It is well-documented that hyperglycaemia induces EC dysfunction, which plays a critical role in the manifestation and development of diabetic complications. Here, we demonstrated for the first time, to our knowledge, the temporal effect of glucose on the HAEC transcriptome. Our results revealed both consistent and opposing temporal transcriptional changes in response to normal and high glucose levels that ultimately lead to differential signalling pathway activation and/or inhibition.

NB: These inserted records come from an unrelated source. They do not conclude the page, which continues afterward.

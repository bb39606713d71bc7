//! Resume screener library

pub mod cli;
pub mod config;
pub mod error;
pub mod input;
pub mod processing;
pub mod output;

pub use config::Config;
pub use error::{Result, ResumeScreenerError};
pub use processing::scorer::{AnalysisResult, RelevanceScorer};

Given the dynamic nature of biological processes, gene expression studies using a time-series approach enables the detection of transient transcriptional changes and temporal patterns that are often missed by cross-sectional designs. Thus, we chose this approach to better understand the timing of gene expression changes and whether genes expressed at early, middle, or late time points, activate/inhibit specific pathways within these time frames and differentially under HG. The number of DEGs at each time point followed a similar trend under both NG and HG conditions. From the treatment durations that we selected (0.5, 1, 4, 8 and 24 h), 4 h of either NG or HG conditions resulted in the peak number of DEGs. It is possible that due to the HAECs being exposed to reduced serum conditions overnight, (serum starving cells prior to beginning experiments is well documented 16), the addition of either NG or HG treatment containing full serum at the start of the experiment, resulted in an initial burst of transcription, supported by the observance that the majority of DEGs were upregulated at 0.5 and 1 h time points compared to the baseline. Equally, comparative analysis showed that HG treatment induced specific changes from the earliest time point investigated (i.e. 0.5 h). By 4 h and subsequent time points of either NG or HG treatment, the even ratio of upregulated and downregulated DEGs suggests that by 4 h the cells reach a state of balanced up and downregulation following the initial burst of transcription. This is further supported by the analysis between time points, whereby the majority of DEGs observed between 0.5-1 h are downregulated compensating for the earlier upregulation at 0.5 h.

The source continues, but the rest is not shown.